Exercise requirements –
Gather every line in the records below that contains the word "Debug".

Input –
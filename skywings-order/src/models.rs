use chrono::{DateTime, Utc};
use serde::{Deserialize, Serialize};
use skywings_core::{FlightRecord, PassengerInfo, PaymentMethod};

/// Booking status. `Confirmed` is the only starting state and `Cancelled`
/// is terminal.
#[derive(Debug, Clone, Copy, Serialize, Deserialize, PartialEq, Eq)]
pub enum BookingStatus {
    Confirmed,
    Cancelled,
}

/// A reservation tying one flight to one passenger.
///
/// Flight and passenger are copies taken at booking time, so regenerating
/// the catalog never changes an existing booking.
#[derive(Debug, Clone, Serialize, Deserialize)]
pub struct Booking {
    pub booking_id: String,
    pub flight: FlightRecord,
    pub passenger: PassengerInfo,
    pub payment_method: PaymentMethod,
    pub booking_date: DateTime<Utc>,
    pub status: BookingStatus,
}

impl Booking {
    pub fn new(
        booking_id: String,
        flight: FlightRecord,
        passenger: PassengerInfo,
        payment_method: PaymentMethod,
        booking_date: DateTime<Utc>,
    ) -> Self {
        Self {
            booking_id,
            flight,
            passenger,
            payment_method,
            booking_date,
            status: BookingStatus::Confirmed,
        }
    }

    /// Mark as cancelled (never removed from the list)
    pub fn cancel(&mut self) {
        self.status = BookingStatus::Cancelled;
    }

    pub fn is_active(&self) -> bool {
        self.status == BookingStatus::Confirmed
    }
}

Task solution –
#[derive(Debug, Clone, Copy, Serialize, Deserialize, PartialEq, Eq)]
#[derive(Debug, Clone, Serialize, Deserialize)]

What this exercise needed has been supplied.